Até porque repetida depois em intervenções televisivas com o ar mais descontraído deste mundo, não nos passou ao lado o facto de Mário Bettencourt Resendes, no «DN» de 30/3, ter feito sua a afirmação alheia de que « uma vez a guerra iniciada, só se pode desejar uma vitória rápida e decisiva das forças anglo-americanas».
Trata-se não apenas da insistência no mesmo sofisma que antes foi usado para justificar a guerra mas também da mais descarada proposta de rendição política perante os factos consumados que se podia imaginar e que teria para a Administração Bush a imensa vantagem de lhe garantir que, faça o que fizer, viole o direito internacional quanto lhe apetecer e desencadeie as sangueiras que lhe aprouver, e sempre terá a seu lado as devidas solidariedades não vá o outro lado ganhar.
De qualquer modo, dentro desta lógica dos factos consumados e no âmbito da teoria de que o direito não deve ignorar as mudanças e a realidade, lembrámo-nos de ter a franqueza - que nem os EUA nem os seus mais activos prosélitos tiveram até agora – de propor uma urgente alteração da Carta das Nações Unidas.
De facto, depois de desencadeada a agressão ao Iraque, não faz muito sentido que o primeiro objectivo da ONU seja o de «manter a paz e a segurança internacionais e com tal fim: tomar medidas colectivas eficazes para prevenir e eliminar ameaças à paz e para suprimir actos de agressão e outras violações da paz; e alcançar por meios pacíficos e em conformidade com os princípios da justiça e do direito, o ajuste ou solução de conflitos ou situações internacionais susceptível de conduzir a violações da paz» (artº 1 do Cap. I da Carta).
E, assim, é absolutamente imperioso que o citado artigo da Carta passe a dispor antes que o primeiro objectivo da ONU é «apoiar, acompanhar e executar orientações, decisões e acções decididas pelos EUA, mandatados por decreto divino para dirigir, administrar e comandar a comunidade das nações».
De igual modo, faz muito pouco sentido que no artigo 2º do Cap.

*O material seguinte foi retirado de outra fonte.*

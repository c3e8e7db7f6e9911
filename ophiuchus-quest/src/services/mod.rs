//! External collaborator facades and swappable policies
//!
//! Each collaborator sits behind a trait so integration tests can pin
//! deterministic stand-ins: the content generator, the track oracle,
//! the song selection policy, and the Aurora emotion scorer.

pub mod content_generator;
pub mod emotion;
pub mod selection;
pub mod track_oracle;

pub use content_generator::{ContentGenerator, HttpContentGenerator};
pub use emotion::{EmotionScorer, GeneratorEmotionScorer};
pub use selection::{RandomSelector, Selection, SongSelector};
pub use track_oracle::{SpotifyOracle, TrackOracle};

I da Carta se estabeleça que a ONU «é baseada na igualdade soberana de todos os seus membros» sendo portanto imperioso que esse artigo passe a determinar que a ONU assenta em duas categorias de membros, mais concretamente «os EUA e os seus aliados mais próximos, a quem cabe a liderança do mundo, e os outros países, a quem se atribui o papel de se sujeitarem a essa liderança e a sofrerem».

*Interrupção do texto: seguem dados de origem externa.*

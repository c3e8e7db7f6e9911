//! Common error types for Ophiuchus

use thiserror::Error;

/// Common result type for Ophiuchus operations
pub type Result<T> = std::result::Result<T, Error>;

/// Common error types across the Ophiuchus crates
#[derive(Error, Debug)]
pub enum Error {
    /// Database operation error (wraps sqlx::Error)
    #[error("Database error: {0}")]
    Database(#[from] sqlx::Error),

    /// I/O operation error (wraps std::io::Error)
    #[error("IO error: {0}")]
    Io(#[from] std::io::Error),

    /// Configuration loading or validation error
    #[error("Configuration error: {0}")]
    Config(String),

    /// Requested resource not found
    #[error("Not found: {0}")]
    NotFound(String),

    /// Missing or invalid identity credential
    #[error("Unauthorized: {0}")]
    Unauthorized(String),

    /// Valid identity, but not the owner of the resource
    #[error("Forbidden: {0}")]
    Forbidden(String),

    /// Invalid user input or request parameter
    #[error("Invalid input: {0}")]
    InvalidInput(String),

    /// Operation conflicts with current resource state
    #[error("Conflict: {0}")]
    Conflict(String),

    /// Content generator failure
    #[error("Generation error: {0}")]
    Generation(String),

    /// Track oracle failure
    #[error("Oracle error: {0}")]
    Oracle(String),

    /// Internal server error
    #[error("Internal error: {0}")]
    Internal(String),
}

Também já não tem nada a ver com a realidade que a Carta da ONU reserve para o Conselho de Segurança as decisões de recurso ao uso da força em caso de incumprimento das suas Resoluções, reserve igualmente para si próprio o poder de avaliar do seu cumprimento ou não e o poder de definir que países são encarregados de agir militarmente em nome da ONU. Acresce ainda que é igualmente uma velharia sem préstimo que, no artº 51 do Cap. VII da Carta, apenas se reconheça aos Estados «o direito imanente de legítima defesa individual ou colectiva em caso de ataque armado contra um membro das Nações Unidas» e que, ainda por cima, se acrescente que isto é «sem afectar de maneira alguma a autoridade e responsabilidade» do Conselho de Segurança «para exercer em qualquer momento a acção que considere necessária com vista a manter ou restabelecer a paz e a segurança internacionais».

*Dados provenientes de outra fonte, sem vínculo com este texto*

//! Room puzzle endpoints
//!
//! Puzzle generation, guess checks, and the cradle question flow. A
//! completed room short-circuits to its stored record on every path:
//! content is never regenerated and points are never re-awarded.

use axum::{
    extract::{Path, State},
    http::StatusCode,
    response::{IntoResponse, Response},
    Extension, Json,
};
use serde::{Deserialize, Serialize};
use serde_json::json;
use uuid::Uuid;

use crate::api::auth::AuthUser;
use crate::progression;
use crate::rooms::{self, GuessOutcome};
use crate::{ApiError, ApiResult, AppState};
use ophiuchus_common::models::{GameSession, Room, RoomClue, Song};
use ophiuchus_common::Error;

#[derive(Debug, Serialize)]
pub struct PuzzleResponse {
    pub room: Room,
    pub clue: String,
    pub attempts: i64,
    pub completed: bool,
    #[serde(skip_serializing_if = "Option::is_none")]
    pub audio_url: Option<String>,
    #[serde(skip_serializing_if = "Option::is_none")]
    pub questions_remaining: Option<i64>,
}

fn puzzle_response(room: Room, clue: &RoomClue) -> PuzzleResponse {
    let questions_remaining = match room {
        Room::Cradle => Some(rooms::cradle::questions_remaining(
            clue.questions_asked.unwrap_or(0),
        )),
        _ => None,
    };

    PuzzleResponse {
        room,
        clue: clue.clue.clone().unwrap_or_default(),
        attempts: clue.attempts,
        completed: clue.completed,
        audio_url: clue.audio_url.clone(),
        questions_remaining,
    }
}

/// GET /api/quest/:session_id/rooms/:room/puzzle
///
/// Generates the room's puzzle content on first request and stores it
/// with the room clue; later requests return the stored content
/// verbatim. Nothing is persisted when generation fails.
pub async fn get_puzzle(
    State(state): State<AppState>,
    Extension(user): Extension<AuthUser>,
    Path((session_id, room)): Path<(Uuid, String)>,
) -> ApiResult<Json<PuzzleResponse>> {
    let room = parse_room(&room)?;
    let session = progression::load_owned(&state.db, session_id, &user.user_id).await?;

    // Stored content wins: completed rooms are frozen, and an already
    // generated puzzle stays stable across refreshes.
    if let Some(stored) = session.room_clue(room) {
        if stored.completed || stored.clue.is_some() {
            return Ok(Json(puzzle_response(room, stored)));
        }
    }

    let generator = state.generator.as_ref();
    let mut outcome = RoomClue::default();

    match room {
        Room::Nebula => {
            let source = rooms::nebula::puzzle_source(&session.intermediary_songs)?;
            outcome.clue = Some(rooms::nebula::generate_riddle(generator, source).await?);
        }
        Room::Cradle => {
            outcome.clue =
                Some(rooms::cradle::generate_intro(generator, &session.cosmic_song).await?);
        }
        Room::Comet => {
            let source = rooms::comet::puzzle_source(&session.intermediary_songs)?;
            outcome.clue = Some(rooms::comet::generate_lyric_flash(generator, source).await?);
        }
        Room::Aurora => {
            let vignette =
                rooms::aurora::generate_vignette(generator, &session.cosmic_song).await?;
            outcome.clue = Some(vignette.text);
            outcome.target_emotion = Some(vignette.emotion);
        }
        Room::Nova => {
            outcome.clue =
                Some(rooms::nova::generate_prompt(generator, &session.cosmic_song).await?);
        }
    }

    let updated =
        progression::update_room_completion(&state.db, session_id, &user.user_id, room, outcome)
            .await?;

    let clue = updated
        .room_clue(room)
        .cloned()
        .unwrap_or_default();

    Ok(Json(puzzle_response(room, &clue)))
}

#[derive(Debug, Deserialize)]
pub struct GuessRequest {
    /// Guessed track ID (nebula, comet, aurora, nova)
    pub track_id: Option<String>,
    /// Guessed artist name (cradle)
    pub artist: Option<String>,
}

#[derive(Debug, Serialize)]
pub struct GuessResponse {
    pub room: Room,
    pub correct: bool,
    pub score: i64,
    /// Non-empty only when the check passed
    pub reward_clue: String,
    pub attempts: i64,
    pub completed: bool,
    #[serde(skip_serializing_if = "Option::is_none")]
    pub penalty_clue: Option<String>,
    #[serde(skip_serializing_if = "Option::is_none")]
    pub emotion_score: Option<u8>,
    #[serde(skip_serializing_if = "Option::is_none")]
    pub ophiuchus_identity: Option<String>,
    #[serde(skip_serializing_if = "Option::is_none")]
    pub cosmic_song: Option<Song>,
}

/// POST /api/quest/:session_id/rooms/:room/guess
pub async fn post_guess(
    State(state): State<AppState>,
    Extension(user): Extension<AuthUser>,
    Path((session_id, room)): Path<(Uuid, String)>,
    Json(payload): Json<GuessRequest>,
) -> ApiResult<Json<GuessResponse>> {
    let room = parse_room(&room)?;
    let session = progression::load_owned(&state.db, session_id, &user.user_id).await?;

    if session.completed {
        return Err(ApiError::Conflict("Session already completed".to_string()));
    }

    // Idempotent replay: a resolved room answers from its frozen record
    if let Some(stored) = session.room_clue(room) {
        if stored.completed {
            return Ok(Json(GuessResponse {
                room,
                correct: stored.correct.unwrap_or(false),
                score: stored.score.unwrap_or(0),
                reward_clue: stored.clue.clone().unwrap_or_default(),
                attempts: stored.attempts,
                completed: true,
                penalty_clue: None,
                emotion_score: None,
                ophiuchus_identity: session.ophiuchus_identity.clone(),
                cosmic_song: None,
            }));
        }
    }

    let generator = state.generator.as_ref();

    let mut penalty_clue = None;
    let mut emotion_score = None;
    let mut identity = None;

    let outcome = match room {
        Room::Nebula => {
            let track_id = require_track_id(&payload)?;
            let target = rooms::nebula::puzzle_source(&session.intermediary_songs)?;
            let outcome = rooms::nebula::resolve_guess(
                generator,
                &track_id,
                target,
                &session.cosmic_song,
            )
            .await?;
            if !outcome.correct {
                penalty_clue =
                    Some(rooms::nebula::penalty_clue(generator, &session.cosmic_song).await?);
            }
            outcome
        }
        Room::Cradle => {
            let artist = payload.artist.clone().ok_or_else(|| {
                ApiError::BadRequest("Missing field: artist".to_string())
            })?;
            rooms::cradle::resolve_guess(generator, &artist, &session.cosmic_song).await?
        }
        Room::Comet => {
            let track_id = require_track_id(&payload)?;
            let target = rooms::comet::puzzle_source(&session.intermediary_songs)?;
            rooms::comet::resolve_guess(generator, &track_id, target, &session.cosmic_song)
                .await?
        }
        Room::Aurora => {
            let track_id = require_track_id(&payload)?;
            let emotion = session
                .room_clue(Room::Aurora)
                .and_then(|c| c.target_emotion.clone())
                .ok_or_else(|| {
                    ApiError::BadRequest(
                        "Aurora puzzle has not been generated yet".to_string(),
                    )
                })?;
            let guess = state.oracle.get_track(&user.oracle_bearer, &track_id).await?;
            let (outcome, score) = rooms::aurora::resolve_guess(
                generator,
                state.scorer.as_ref(),
                &guess,
                &session.cosmic_song,
                &emotion,
            )
            .await?;
            emotion_score = Some(score);
            outcome
        }
        Room::Nova => {
            let track_id = require_track_id(&payload)?;
            let resolution =
                rooms::nova::resolve_guess(generator, &track_id, &session.cosmic_song).await?;
            identity = resolution.identity;
            resolution.outcome
        }
    };

    let updated = persist_guess(&state, session_id, &user, room, &outcome, &identity).await?;

    let attempts = updated
        .room_clue(room)
        .map(|c| c.attempts)
        .unwrap_or(0);

    let cosmic_song = (room == Room::Nova && outcome.correct)
        .then(|| updated.cosmic_song.clone());

    Ok(Json(GuessResponse {
        room,
        correct: outcome.correct,
        score: outcome.score,
        reward_clue: outcome.reward_clue,
        attempts,
        completed: outcome.correct,
        penalty_clue,
        emotion_score,
        ophiuchus_identity: identity,
        cosmic_song,
    }))
}

/// Persist a checked guess under the version guard. The closure re-runs
/// against a fresh session on every retry, so attempt counts and the
/// nova final-guess counter stay consistent under concurrency.
async fn persist_guess(
    state: &AppState,
    session_id: Uuid,
    user: &AuthUser,
    room: Room,
    outcome: &GuessOutcome,
    identity: &Option<String>,
) -> ApiResult<GameSession> {
    let updated = progression::mutate_session(&state.db, session_id, &user.user_id, |session| {
        if session.completed {
            return Err(Error::Conflict("Session already completed".to_string()));
        }

        let prev_attempts = session.room_clue(room).map(|c| c.attempts).unwrap_or(0);

        let merge = RoomClue {
            clue: outcome.correct.then(|| outcome.reward_clue.clone()),
            correct: Some(outcome.correct),
            score: outcome.correct.then_some(outcome.score),
            attempts: prev_attempts + 1,
            completed: outcome.correct,
            ..Default::default()
        };
        progression::merge_room_clue(session, room, &merge);

        if room == Room::Nova {
            if outcome.correct {
                session.ophiuchus_identity = identity.clone();
            } else {
                session.final_guesses += 1;
            }
        }

        Ok(())
    })
    .await?;

    Ok(updated)
}

#[derive(Debug, Deserialize)]
pub struct QuestionRequest {
    pub question: String,
}

#[derive(Debug, Serialize)]
pub struct QuestionResponse {
    pub answer: String,
    pub questions_asked: i64,
    pub questions_remaining: i64,
    pub can_ask: bool,
}

/// POST /api/quest/:session_id/rooms/cradle/question
///
/// One free-text question about the hidden artist. At most five per
/// session; the sixth attempt is rejected before any generator call,
/// with the exhausted quota state in the response body.
pub async fn post_question(
    State(state): State<AppState>,
    Extension(user): Extension<AuthUser>,
    Path(session_id): Path<Uuid>,
    Json(payload): Json<QuestionRequest>,
) -> ApiResult<Response> {
    if payload.question.trim().is_empty() {
        return Err(ApiError::BadRequest("Question cannot be empty".to_string()));
    }

    let session = progression::load_owned(&state.db, session_id, &user.user_id).await?;

    if session.completed {
        return Err(ApiError::Conflict("Session already completed".to_string()));
    }
    if session.is_room_completed(Room::Cradle) {
        return Err(ApiError::Conflict("Room already completed".to_string()));
    }

    let asked = session
        .room_clue(Room::Cradle)
        .and_then(|c| c.questions_asked)
        .unwrap_or(0);
    if !rooms::cradle::can_ask(asked) {
        return Ok(quota_exhausted_response(asked));
    }

    let answer = rooms::cradle::answer_question(
        state.generator.as_ref(),
        &session.cosmic_song,
        &payload.question,
    )
    .await?;

    let updated = progression::mutate_session(&state.db, session_id, &user.user_id, |session| {
        if session.completed {
            return Err(Error::Conflict("Session already completed".to_string()));
        }
        // Quota re-checked under the guard so concurrent questions
        // cannot slip past the limit.
        let asked = progression::check_question_quota(session)?;
        let merge = RoomClue {
            questions_asked: Some(asked + 1),
            ..Default::default()
        };
        progression::merge_room_clue(session, Room::Cradle, &merge);
        Ok(())
    })
    .await?;

    let questions_asked = updated
        .room_clue(Room::Cradle)
        .and_then(|c| c.questions_asked)
        .unwrap_or(0);
    let questions_remaining = rooms::cradle::questions_remaining(questions_asked);

    Ok(Json(QuestionResponse {
        answer,
        questions_asked,
        questions_remaining,
        can_ask: rooms::cradle::can_ask(questions_asked),
    })
    .into_response())
}

/// 400 carrying the exhausted quota state alongside the error envelope
fn quota_exhausted_response(questions_asked: i64) -> Response {
    (
        StatusCode::BAD_REQUEST,
        Json(json!({
            "error": {
                "code": "BAD_REQUEST",
                "message": "Maximum questions reached",
            },
            "questions_asked": questions_asked,
            "questions_remaining": 0,
            "can_ask": false,
        })),
    )
        .into_response()
}

fn parse_room(raw: &str) -> ApiResult<Room> {
    raw.parse()
        .map_err(|_| ApiError::BadRequest(format!("Invalid room identifier: {}", raw)))
}

fn require_track_id(payload: &GuessRequest) -> ApiResult<String> {
    payload
        .track_id
        .clone()
        .ok_or_else(|| ApiError::BadRequest("Missing field: track_id".to_string()))
}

É portanto uma evidência que todas estas normas da Carta deveriam ser urgentemente substituídas por uma único artigo que determine que « aos Estados Unidos da América é atribuída, com carácter perpétuo, a missão e a responsabilidade exclusivas e indelegáveis não apenas de interpretarem as Resoluções do Conselho de Segurança e de serem juizes do seu cumprimento ou incumprimento mas também de desencadearem, na base das suas próprias avaliações, acções armadas contra qualquer outro Estado, incluindo com carácter preventivo».
A terminar, só esperamos que os leitores compreendam que quem, como nós e com tão magníficas sugestões, é capaz de até trabalhar à borla para os EUA, não merece ser chamado de antiamericano.